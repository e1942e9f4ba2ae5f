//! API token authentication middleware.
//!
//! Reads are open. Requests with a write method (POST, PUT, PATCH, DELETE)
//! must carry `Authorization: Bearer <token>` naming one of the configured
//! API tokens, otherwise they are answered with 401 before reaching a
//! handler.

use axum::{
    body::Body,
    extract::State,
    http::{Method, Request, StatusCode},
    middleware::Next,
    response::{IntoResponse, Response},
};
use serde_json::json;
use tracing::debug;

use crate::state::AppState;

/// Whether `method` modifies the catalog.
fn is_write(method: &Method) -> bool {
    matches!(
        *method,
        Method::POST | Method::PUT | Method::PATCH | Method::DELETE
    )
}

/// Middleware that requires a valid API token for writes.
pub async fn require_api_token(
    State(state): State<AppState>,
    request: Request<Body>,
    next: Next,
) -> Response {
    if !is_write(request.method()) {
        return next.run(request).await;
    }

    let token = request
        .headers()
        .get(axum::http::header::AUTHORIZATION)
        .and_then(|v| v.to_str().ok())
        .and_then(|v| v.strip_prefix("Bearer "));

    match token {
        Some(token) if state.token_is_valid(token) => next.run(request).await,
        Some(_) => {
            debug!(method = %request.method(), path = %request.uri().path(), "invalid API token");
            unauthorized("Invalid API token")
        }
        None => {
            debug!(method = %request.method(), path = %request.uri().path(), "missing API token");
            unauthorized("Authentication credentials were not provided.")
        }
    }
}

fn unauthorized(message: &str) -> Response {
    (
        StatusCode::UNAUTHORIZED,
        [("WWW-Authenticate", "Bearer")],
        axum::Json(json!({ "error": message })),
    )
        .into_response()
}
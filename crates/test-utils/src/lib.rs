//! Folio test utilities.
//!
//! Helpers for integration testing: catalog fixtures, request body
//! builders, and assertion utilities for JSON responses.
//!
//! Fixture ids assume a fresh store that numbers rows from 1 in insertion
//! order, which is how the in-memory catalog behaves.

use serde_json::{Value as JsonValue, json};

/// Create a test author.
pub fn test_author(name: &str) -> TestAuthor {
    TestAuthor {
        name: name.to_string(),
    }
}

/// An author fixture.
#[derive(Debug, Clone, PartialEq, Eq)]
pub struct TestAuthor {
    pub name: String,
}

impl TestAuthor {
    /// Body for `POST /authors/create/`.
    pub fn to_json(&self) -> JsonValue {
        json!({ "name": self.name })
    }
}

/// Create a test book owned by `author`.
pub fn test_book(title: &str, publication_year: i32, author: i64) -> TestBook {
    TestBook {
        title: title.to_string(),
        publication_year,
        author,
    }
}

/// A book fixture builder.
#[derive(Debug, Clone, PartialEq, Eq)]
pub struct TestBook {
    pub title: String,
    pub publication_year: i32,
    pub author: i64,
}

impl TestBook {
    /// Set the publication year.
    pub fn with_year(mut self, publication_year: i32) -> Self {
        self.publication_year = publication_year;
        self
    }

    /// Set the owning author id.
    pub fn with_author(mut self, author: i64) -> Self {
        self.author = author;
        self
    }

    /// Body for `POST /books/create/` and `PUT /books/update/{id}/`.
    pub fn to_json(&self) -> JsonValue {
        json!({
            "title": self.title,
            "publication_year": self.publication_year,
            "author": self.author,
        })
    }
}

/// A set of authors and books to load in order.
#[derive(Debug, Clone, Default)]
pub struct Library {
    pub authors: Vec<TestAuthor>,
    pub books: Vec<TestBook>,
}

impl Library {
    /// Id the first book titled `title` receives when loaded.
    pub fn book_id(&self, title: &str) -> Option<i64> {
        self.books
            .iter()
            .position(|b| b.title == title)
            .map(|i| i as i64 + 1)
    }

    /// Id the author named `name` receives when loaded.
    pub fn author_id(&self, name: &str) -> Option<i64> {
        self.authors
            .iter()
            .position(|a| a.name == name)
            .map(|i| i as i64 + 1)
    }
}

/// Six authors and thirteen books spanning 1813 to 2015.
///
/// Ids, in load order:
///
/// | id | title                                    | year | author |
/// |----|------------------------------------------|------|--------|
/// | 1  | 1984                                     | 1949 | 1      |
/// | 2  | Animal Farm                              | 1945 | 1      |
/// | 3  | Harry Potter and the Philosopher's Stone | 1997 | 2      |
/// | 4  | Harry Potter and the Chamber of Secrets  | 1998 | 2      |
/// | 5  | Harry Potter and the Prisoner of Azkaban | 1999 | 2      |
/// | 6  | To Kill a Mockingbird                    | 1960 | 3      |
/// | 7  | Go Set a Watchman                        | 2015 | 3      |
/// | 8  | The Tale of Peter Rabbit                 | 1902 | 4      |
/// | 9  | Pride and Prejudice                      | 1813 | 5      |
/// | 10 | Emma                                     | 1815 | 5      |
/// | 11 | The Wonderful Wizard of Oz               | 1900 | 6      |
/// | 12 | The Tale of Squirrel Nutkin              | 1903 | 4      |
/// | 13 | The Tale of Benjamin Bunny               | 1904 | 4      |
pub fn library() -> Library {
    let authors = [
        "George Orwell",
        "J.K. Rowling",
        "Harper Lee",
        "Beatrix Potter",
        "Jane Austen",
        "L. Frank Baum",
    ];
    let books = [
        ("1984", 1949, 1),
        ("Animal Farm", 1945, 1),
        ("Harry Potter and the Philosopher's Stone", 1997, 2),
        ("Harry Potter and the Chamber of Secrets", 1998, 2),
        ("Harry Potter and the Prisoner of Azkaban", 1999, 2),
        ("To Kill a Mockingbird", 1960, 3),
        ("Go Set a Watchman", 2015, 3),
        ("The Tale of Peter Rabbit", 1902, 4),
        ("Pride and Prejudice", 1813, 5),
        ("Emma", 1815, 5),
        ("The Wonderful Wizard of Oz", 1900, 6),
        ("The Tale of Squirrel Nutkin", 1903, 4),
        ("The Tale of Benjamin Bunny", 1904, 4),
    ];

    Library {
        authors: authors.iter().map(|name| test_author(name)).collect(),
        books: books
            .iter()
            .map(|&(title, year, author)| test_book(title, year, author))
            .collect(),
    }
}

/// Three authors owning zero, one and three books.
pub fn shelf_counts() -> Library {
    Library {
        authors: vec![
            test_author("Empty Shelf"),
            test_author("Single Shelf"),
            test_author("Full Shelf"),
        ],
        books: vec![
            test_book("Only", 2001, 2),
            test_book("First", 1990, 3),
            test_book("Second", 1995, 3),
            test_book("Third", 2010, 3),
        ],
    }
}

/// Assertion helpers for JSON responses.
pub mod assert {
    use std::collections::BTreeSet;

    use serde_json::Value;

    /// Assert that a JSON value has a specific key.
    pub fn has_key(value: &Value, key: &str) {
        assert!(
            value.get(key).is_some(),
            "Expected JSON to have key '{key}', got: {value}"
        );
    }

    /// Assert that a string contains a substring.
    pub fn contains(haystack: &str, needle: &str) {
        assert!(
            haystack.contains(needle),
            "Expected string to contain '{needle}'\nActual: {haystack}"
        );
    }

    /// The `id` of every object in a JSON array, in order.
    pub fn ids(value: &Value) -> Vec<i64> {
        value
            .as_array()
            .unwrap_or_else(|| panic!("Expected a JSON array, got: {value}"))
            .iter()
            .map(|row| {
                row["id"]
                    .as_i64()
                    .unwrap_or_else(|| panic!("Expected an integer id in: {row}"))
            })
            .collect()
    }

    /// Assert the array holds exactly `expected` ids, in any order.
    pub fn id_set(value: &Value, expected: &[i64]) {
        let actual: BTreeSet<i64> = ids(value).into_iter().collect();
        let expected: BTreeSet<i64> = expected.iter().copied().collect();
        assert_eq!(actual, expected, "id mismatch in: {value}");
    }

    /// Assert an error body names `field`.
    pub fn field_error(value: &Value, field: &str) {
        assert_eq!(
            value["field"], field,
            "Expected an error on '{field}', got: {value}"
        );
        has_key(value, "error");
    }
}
--------------------
▸ What the exercise asks:
Transcribe the data. Leave every line exactly as it is.

▸ Exercise output:
repository e1942e9f4ba2ae5f
//! API token authentication middleware.
//!
//! Reads are open. Requests with a write method (POST, PUT, PATCH, DELETE)
//! must carry `Authorization: Bearer <token>` naming one of the configured
//! API tokens, otherwise they are answered with 401 before reaching a
//! handler.

use axum::{
    body::Body,
    extract::State,
    http::{Method, Request, StatusCode},
    middleware::Next,
    response::{IntoResponse, Response},
};
use serde_json::json;
use tracing::debug;

use crate::state::AppState;

/// Whether `method` modifies the catalog.
fn is_write(method: &Method) -> bool {
    matches!(
        *method,
        Method::POST | Method::PUT | Method::PATCH | Method::DELETE
    )
}

/// Middleware that requires a valid API token for writes.
pub async fn require_api_token(
    State(state): State<AppState>,
    request: Request<Body>,
    next: Next,
) -> Response {
    if !is_write(request.method()) {
        return next.run(request).await;
    }

    let token = request
        .headers()
        .get(axum::http::header::AUTHORIZATION)
        .and_then(|v| v.to_str().ok())
        .and_then(|v| v.strip_prefix("Bearer "));

    match token {
        Some(token) if state.token_is_valid(token) => next.run(request).await,
        Some(_) => {
            debug!(method = %request.method(), path = %request.uri().path(), "invalid API token");
            unauthorized("Invalid API token")
        }
        None => {
            debug!(method = %request.method(), path = %request.uri().path(), "missing API token");
            unauthorized("Authentication credentials were not provided.")
        }
    }
}

fn unauthorized(message: &str) -> Response {
    (
        StatusCode::UNAUTHORIZED,
        [("WWW-Authenticate", "Bearer")],
        axum::Json(json!({ "error": message })),
    )
        .into_response()
}
filename crates/test-utils/src/lib.rs
//! Folio test utilities.
//!
//! Helpers for integration testing: catalog fixtures, request body
//! builders, and assertion utilities for JSON responses.
//!
//! Fixture ids assume a fresh store that numbers rows from 1 in insertion
//! order, which is how the in-memory catalog behaves.

use serde_json::{Value as JsonValue, json};

/// Create a test author.
pub fn test_author(name: &str) -> TestAuthor {
    TestAuthor {
        name: name.to_string(),
    }
}

/// An author fixture.
#[derive(Debug, Clone, PartialEq, Eq)]
pub struct TestAuthor {
    pub name: String,
}

impl TestAuthor {
    /// Body for `POST /authors/create/`.
    pub fn to_json(&self) -> JsonValue {
        json!({ "name": self.name })
    }
}

/// Create a test book owned by `author`.
pub fn test_book(title: &str, publication_year: i32, author: i64) -> TestBook {
    TestBook {
        title: title.to_string(),
        publication_year,
        author,
    }
}

/// A book fixture builder.
#[derive(Debug, Clone, PartialEq, Eq)]
pub struct TestBook {
    pub title: String,
    pub publication_year: i32,
    pub author: i64,
}

impl TestBook {
    /// Set the publication year.
    pub fn with_year(mut self, publication_year: i32) -> Self {
        self.publication_year = publication_year;
        self
    }

    /// Set the owning author id.
    pub fn with_author(mut self, author: i64) -> Self {
        self.author = author;
        self
    }

    /// Body for `POST /books/create/` and `PUT /books/update/{id}/`.
    pub fn to_json(&self) -> JsonValue {
        json!({
            "title": self.title,
            "publication_year": self.publication_year,
            "author": self.author,
        })
    }
}

/// A set of authors and books to load in order.
#[derive(Debug, Clone, Default)]
pub struct Library {
    pub authors: Vec<TestAuthor>,
    pub books: Vec<TestBook>,
}

impl Library {
    /// Id the first book titled `title` receives when loaded.
    pub fn book_id(&self, title: &str) -> Option<i64> {
        self.books
            .iter()
            .position(|b| b.title == title)
            .map(|i| i as i64 + 1)
    }

    /// Id the author named `name` receives when loaded.
    pub fn author_id(&self, name: &str) -> Option<i64> {
        self.authors
            .iter()
            .position(|a| a.name == name)
            .map(|i| i as i64 + 1)
    }
}

/// Six authors and thirteen books spanning 1813 to 2015.
///
/// Ids, in load order:
///
/// | id | title                                    | year | author |
/// |----|------------------------------------------|------|--------|
/// | 1  | 1984                                     | 1949 | 1      |
/// | 2  | Animal Farm                              | 1945 | 1      |
/// | 3  | Harry Potter and the Philosopher's Stone | 1997 | 2      |
/// | 4  | Harry Potter and the Chamber of Secrets  | 1998 | 2      |
/// | 5  | Harry Potter and the Prisoner of Azkaban | 1999 | 2      |
/// | 6  | To Kill a Mockingbird                    | 1960 | 3      |
/// | 7  | Go Set a Watchman                        | 2015 | 3      |
/// | 8  | The Tale of Peter Rabbit                 | 1902 | 4      |
/// | 9  | Pride and Prejudice                      | 1813 | 5      |
/// | 10 | Emma                                     | 1815 | 5      |
/// | 11 | The Wonderful Wizard of Oz               | 1900 | 6      |
/// | 12 | The Tale of Squirrel Nutkin              | 1903 | 4      |
/// | 13 | The Tale of Benjamin Bunny               | 1904 | 4      |
pub fn library() -> Library {
    let authors = [
        "George Orwell",
        "J.K. Rowling",
        "Harper Lee",
        "Beatrix Potter",
        "Jane Austen",
        "L. Frank Baum",
    ];
    let books = [
        ("1984", 1949, 1),
        ("Animal Farm", 1945, 1),
        ("Harry Potter and the Philosopher's Stone", 1997, 2),
        ("Harry Potter and the Chamber of Secrets", 1998, 2),
        ("Harry Potter and the Prisoner of Azkaban", 1999, 2),
        ("To Kill a Mockingbird", 1960, 3),
        ("Go Set a Watchman", 2015, 3),
        ("The Tale of Peter Rabbit", 1902, 4),
        ("Pride and Prejudice", 1813, 5),
        ("Emma", 1815, 5),
        ("The Wonderful Wizard of Oz", 1900, 6),
        ("The Tale of Squirrel Nutkin", 1903, 4),
        ("The Tale of Benjamin Bunny", 1904, 4),
    ];

    Library {
        authors: authors.iter().map(|name| test_author(name)).collect(),
        books: books
            .iter()
            .map(|&(title, year, author)| test_book(title, year, author))
            .collect(),
    }
}

/// Three authors owning zero, one and three books.
pub fn shelf_counts() -> Library {
    Library {
        authors: vec![
            test_author("Empty Shelf"),
            test_author("Single Shelf"),
            test_author("Full Shelf"),
        ],
        books: vec![
            test_book("Only", 2001, 2),
            test_book("First", 1990, 3),
            test_book("Second", 1995, 3),
            test_book("Third", 2010, 3),
        ],
    }
}

/// Assertion helpers for JSON responses.
pub mod assert {
    use std::collections::BTreeSet;

    use serde_json::Value;

    /// Assert that a JSON value has a specific key.
    pub fn has_key(value: &Value, key: &str) {
        assert!(
            value.get(key).is_some(),
            "Expected JSON to have key '{key}', got: {value}"
        );
    }

    /// Assert that a string contains a substring.
    pub fn contains(haystack: &str, needle: &str) {
        assert!(
            haystack.contains(needle),
            "Expected string to contain '{needle}'\nActual: {haystack}"
        );
    }

    /// The `id` of every object in a JSON array, in order.
    pub fn ids(value: &Value) -> Vec<i64> {
        value
            .as_array()
            .unwrap_or_else(|| panic!("Expected a JSON array, got: {value}"))
            .iter()
            .map(|row| {
                row["id"]
                    .as_i64()
                    .unwrap_or_else(|| panic!("Expected an integer id in: {row}"))
            })
            .collect()
    }

    /// Assert the array holds exactly `expected` ids, in any order.
    pub fn id_set(value: &Value, expected: &[i64]) {
        let actual: BTreeSet<i64> = ids(value).into_iter().collect();
        let expected: BTreeSet<i64> = expected.iter().copied().collect();
        assert_eq!(actual, expected, "id mismatch in: {value}");
    }

    /// Assert an error body names `field`.
    pub fn field_error(value: &Value, field: &str) {
        assert_eq!(
            value["field"], field,
            "Expected an error on '{field}', got: {value}"
        );
        has_key(value, "error");
    }
}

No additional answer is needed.